- _Directions for this task_
Below are the records. List every line holding the word "detection".

- _Records supplied_
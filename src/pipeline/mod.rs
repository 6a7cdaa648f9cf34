// src/pipeline/mod.rs

pub mod frame_publisher;
pub mod metrics;
pub mod shared_state;
pub mod shutdown;
pub mod tasks;

pub use frame_publisher::{CountingDetector, FramePublisher};
pub use metrics::{PipelineMetrics, StreamGuard};
pub use shared_state::{SharedHandle, SharedState};
pub use shutdown::Shutdown;
pub use tasks::{spawn_analytics_recorder, spawn_signal_scheduler};
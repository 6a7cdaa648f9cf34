// src/smoother.rs

/// Exponential moving average over raw per-detection vehicle counts.
///
/// `smoothed = (1 - alpha) * smoothed_prev + alpha * raw`
#[derive(Debug, Clone)]
pub struct CountSmoother {
    alpha: f32,
    value: f32,
}

impl CountSmoother {
    /// # Arguments
    /// * `alpha` - Weight of the newest sample, in (0, 1]
    pub fn new(alpha: f32) -> Self {
        Self {
            alpha: alpha.clamp(f32::EPSILON, 1.0),
            value: 0.0,
        }
    }

    pub fn update(&mut self, raw: f32) -> f32 {
        self.value = (1.0 - self.alpha) * self.value + self.alpha * raw;
        self.value
    }

    pub fn value(&self) -> f32 {
        self.value
    }

    /// Count reported to the aggregator and overlay.
    pub fn stable_count(&self) -> u32 {
        self.value.max(0.0).round() as u32
    }
}

#[cfg(test)]
mod tests {
    use super::*;

    fn with_initial(alpha: f32, value: f32) -> CountSmoother {
        let mut smoother = CountSmoother::new(alpha);
        smoother.value = value;
        smoother
    }

    #[test]
    fn test_ema_update() {
        let mut smoother = with_initial(0.4, 5.0);
        let smoothed = smoother.update(10.0);
        assert!((smoothed - 7.0).abs() < 1e-5);
        assert_eq!(smoother.stable_count(), 7);
    }

    #[test]
    fn test_alpha_one_tracks_raw() {
        let mut smoother = CountSmoother::new(1.0);
        smoother.update(4.0);
        assert_eq!(smoother.value(), 4.0);
        smoother.update(9.0);
        assert_eq!(smoother.stable_count(), 9);
    }

    #[test]
    fn test_feeding_previous_value_pins_count() {
        let mut smoother = with_initial(0.4, 6.0);
        for _ in 0..10 {
            let prev = smoother.value();
            smoother.update(prev);
        }
        assert!((smoother.value() - 6.0).abs() < 1e-5);
    }

    #[test]
    fn test_converges_toward_constant_input() {
        let mut smoother = CountSmoother::new(0.4);
        for _ in 0..30 {
            smoother.update(12.0);
        }
        assert_eq!(smoother.stable_count(), 12);
    }
}
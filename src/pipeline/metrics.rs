// src/pipeline/metrics.rs
//
// Pipeline counters. Lock-free so the stream fanout and processing loop
// never contend on the shared-state mutex just to count. Exported via
// GET /metrics.

use std::sync::atomic::{AtomicU64, Ordering};
use std::sync::Arc;
use std::time::Instant;

#[derive(Debug, Clone)]
pub struct PipelineMetrics {
    pub total_ticks: Arc<AtomicU64>,
    pub detector_runs: Arc<AtomicU64>,
    pub detector_failures: Arc<AtomicU64>,
    pub source_failures: Arc<AtomicU64>,
    pub frames_published: Arc<AtomicU64>,
    pub encode_failures: Arc<AtomicU64>,
    pub active_streams: Arc<AtomicU64>,
    pub tick_time_us: Arc<AtomicU64>,
    pub started_at: Instant,
}

impl PipelineMetrics {
    pub fn new() -> Self {
        Self {
            total_ticks: Arc::new(AtomicU64::new(0)),
            detector_runs: Arc::new(AtomicU64::new(0)),
            detector_failures: Arc::new(AtomicU64::new(0)),
            source_failures: Arc::new(AtomicU64::new(0)),
            frames_published: Arc::new(AtomicU64::new(0)),
            encode_failures: Arc::new(AtomicU64::new(0)),
            active_streams: Arc::new(AtomicU64::new(0)),
            tick_time_us: Arc::new(AtomicU64::new(0)),
            started_at: Instant::now(),
        }
    }

    pub fn inc(&self, counter: &AtomicU64) {
        counter.fetch_add(1, Ordering::Relaxed);
    }

    pub fn add(&self, counter: &AtomicU64, n: u64) {
        counter.fetch_add(n, Ordering::Relaxed);
    }

    pub fn dec(&self, counter: &AtomicU64) {
        // Saturating so a double release cannot wrap the gauge.
        let _ = counter.fetch_update(Ordering::Relaxed, Ordering::Relaxed, |v| {
            Some(v.saturating_sub(1))
        });
    }

    pub fn set_timing(&self, counter: &AtomicU64, duration_us: u64) {
        counter.store(duration_us, Ordering::Relaxed);
    }

    /// Processing ticks per second since startup.
    pub fn fps(&self) -> f64 {
        let ticks = self.total_ticks.load(Ordering::Relaxed);
        let elapsed = self.started_at.elapsed().as_secs_f64();
        if elapsed > 0.01 {
            ticks as f64 / elapsed
        } else {
            0.0
        }
    }

    pub fn summary(&self) -> MetricsSummary {
        MetricsSummary {
            total_ticks: self.total_ticks.load(Ordering::Relaxed),
            fps: self.fps(),
            detector_runs: self.detector_runs.load(Ordering::Relaxed),
            detector_failures: self.detector_failures.load(Ordering::Relaxed),
            source_failures: self.source_failures.load(Ordering::Relaxed),
            frames_published: self.frames_published.load(Ordering::Relaxed),
            encode_failures: self.encode_failures.load(Ordering::Relaxed),
            active_streams: self.active_streams.load(Ordering::Relaxed),
            last_tick_us: self.tick_time_us.load(Ordering::Relaxed),
            elapsed_secs: self.started_at.elapsed().as_secs_f64(),
        }
    }
}

impl Default for PipelineMetrics {
    fn default() -> Self {
        Self::new()
    }
}

#[derive(Debug, Clone, serde::Serialize)]
pub struct MetricsSummary {
    pub total_ticks: u64,
    pub fps: f64,
    pub detector_runs: u64,
    pub detector_failures: u64,
    pub source_failures: u64,
    pub frames_published: u64,
    pub encode_failures: u64,
    pub active_streams: u64,
    pub last_tick_us: u64,
    pub elapsed_secs: f64,
}

/// Decrements the active stream gauge when a stream is dropped.
pub struct StreamGuard {
    metrics: PipelineMetrics,
}

impl StreamGuard {
    pub fn new(metrics: PipelineMetrics) -> Self {
        metrics.inc(&metrics.active_streams);
        Self { metrics }
    }
}

impl Drop for StreamGuard {
    fn drop(&mut self) {
        self.metrics.dec(&self.metrics.active_streams);
    }
}

#[cfg(test)]
mod tests {
    use super::*;

    #[test]
    fn test_counters_and_summary() {
        let metrics = PipelineMetrics::new();
        metrics.inc(&metrics.total_ticks);
        metrics.add(&metrics.frames_published, 4);
        metrics.inc(&metrics.detector_failures);

        let summary = metrics.summary();
        assert_eq!(summary.total_ticks, 1);
        assert_eq!(summary.frames_published, 4);
        assert_eq!(summary.detector_failures, 1);
    }

    #[test]
    fn test_stream_guard_tracks_active_streams() {
        let metrics = PipelineMetrics::new();
        {
            let _a = StreamGuard::new(metrics.clone());
            let _b = StreamGuard::new(metrics.clone());
            assert_eq!(metrics.summary().active_streams, 2);
        }
        assert_eq!(metrics.summary().active_streams, 0);
        metrics.dec(&metrics.active_streams);
        assert_eq!(metrics.summary().active_streams, 0);
    }
}
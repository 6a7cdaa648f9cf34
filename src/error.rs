// src/error.rs
//
// Recoverable per-tick failures. Each kind maps to one fallback in
// LaneProcessor or the stream fanout; none of them reach HTTP clients.

use thiserror::Error;

#[derive(Debug, Error)]
pub enum FrameError {
    #[error("end of stream")]
    EndOfStream,
    #[error("video source unavailable: {0}")]
    Unavailable(String),
    #[error("failed to read frame: {0}")]
    Read(String),
    #[error("failed to decode frame {path}: {reason}")]
    Decode { path: String, reason: String },
    #[error("failed to resize {width}x{height} frame")]
    Resize { width: usize, height: usize },
    #[error("failed to encode frame: {0}")]
    Encode(String),
}

#[derive(Debug, Error)]
pub enum DetectorError {
    #[error("detector unavailable: {0}")]
    Unavailable(String),
    #[error("inference failed: {0}")]
    Inference(String),
    #[error("malformed detector output: {0}")]
    Malformed(String),
}
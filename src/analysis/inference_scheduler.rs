// src/analysis/inference_scheduler.rs
//
// Throttled detection. The detector only runs on every Nth frame of a
// lane; frames in between reuse the previous boxes for the overlay.

/// Decides when to run the detector for one lane
pub struct InferenceScheduler {
    /// Run the detector when `frame_counter % infer_every == 0`
    infer_every: u32,

    /// Frames seen by this lane
    frame_counter: u64,

    /// Times the detector was invoked
    invocations: u64,
}

impl InferenceScheduler {
    pub fn new(infer_every: u32) -> Self {
        Self {
            infer_every: infer_every.max(1),
            frame_counter: 0,
            invocations: 0,
        }
    }

    /// Advances the frame counter and reports whether this frame is a
    /// detection tick. The first frame always is.
    pub fn should_run(&mut self) -> bool {
        let run = self.frame_counter % self.infer_every as u64 == 0;
        self.frame_counter += 1;
        if run {
            self.invocations += 1;
        }
        run
    }

    pub fn frame_counter(&self) -> u64 {
        self.frame_counter
    }

    pub fn get_stats(&self) -> SchedulerStats {
        SchedulerStats {
            total_frames: self.frame_counter,
            invocations: self.invocations,
        }
    }
}

#[derive(Debug, Clone)]
pub struct SchedulerStats {
    pub total_frames: u64,
    pub invocations: u64,
}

- _Exercise result_
/// Exponential moving average over raw per-detection vehicle counts.
// Throttled detection. The detector only runs on every Nth frame of a
    /// detection tick. The first frame always is.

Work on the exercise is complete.